### Your instructions
The records below are to be transcribed exactly as they appear.

::: Given records

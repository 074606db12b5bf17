//! Wire-level error codes and protocol decode errors.

// ── Error code constants ────────────────────────────────────────────

/// Frame could not be parsed as a known event.
pub const INVALID_MESSAGE: &str = "INVALID_MESSAGE";
/// Event targets a session the sender has not joined.
pub const NOT_IN_SESSION: &str = "NOT_IN_SESSION";
/// Participant id already present in the session on another connection.
pub const IDENTITY_TAKEN: &str = "IDENTITY_TAKEN";
/// Frame exceeded the configured size limit.
pub const MESSAGE_TOO_LARGE: &str = "MESSAGE_TOO_LARGE";
/// Unexpected server-side failure.
pub const INTERNAL_ERROR: &str = "INTERNAL_ERROR";

/// Errors raised while encoding or decoding wire frames.
#[derive(Debug, thiserror::Error)]
pub enum ProtocolError {
    #[error("invalid message: {0}")]
    InvalidMessage(String),
    #[error("frame of {size} bytes exceeds limit of {limit}")]
    TooLarge { size: usize, limit: usize },
    #[error("encode failed: {0}")]
    Encode(String),
}

impl ProtocolError {
    /// Wire code reported to the peer for this error.
    pub fn code(&self) -> &'static str {
        match self {
            Self::InvalidMessage(_) => INVALID_MESSAGE,
            Self::TooLarge { .. } => MESSAGE_TOO_LARGE,
            Self::Encode(_) => INTERNAL_ERROR,
        }
    }
}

::::::

### Solution
repository 074606db12b5bf17
//! Wire-level error codes and protocol decode errors.

// ── Error code constants ────────────────────────────────────────────

/// Frame could not be parsed as a known event.
pub const INVALID_MESSAGE: &str = "INVALID_MESSAGE";
/// Event targets a session the sender has not joined.
pub const NOT_IN_SESSION: &str = "NOT_IN_SESSION";
/// Participant id already present in the session on another connection.
pub const IDENTITY_TAKEN: &str = "IDENTITY_TAKEN";
/// Frame exceeded the configured size limit.
pub const MESSAGE_TOO_LARGE: &str = "MESSAGE_TOO_LARGE";
/// Unexpected server-side failure.
pub const INTERNAL_ERROR: &str = "INTERNAL_ERROR";

/// Errors raised while encoding or decoding wire frames.
#[derive(Debug, thiserror::Error)]
pub enum ProtocolError {
    #[error("invalid message: {0}")]
    InvalidMessage(String),
    #[error("frame of {size} bytes exceeds limit of {limit}")]
    TooLarge { size: usize, limit: usize },
    #[error("encode failed: {0}")]
    Encode(String),
}

impl ProtocolError {
    /// Wire code reported to the peer for this error.
    pub fn code(&self) -> &'static str {
        match self {
            Self::InvalidMessage(_) => INVALID_MESSAGE,
            Self::TooLarge { .. } => MESSAGE_TOO_LARGE,
            Self::Encode(_) => INTERNAL_ERROR,
        }
    }
}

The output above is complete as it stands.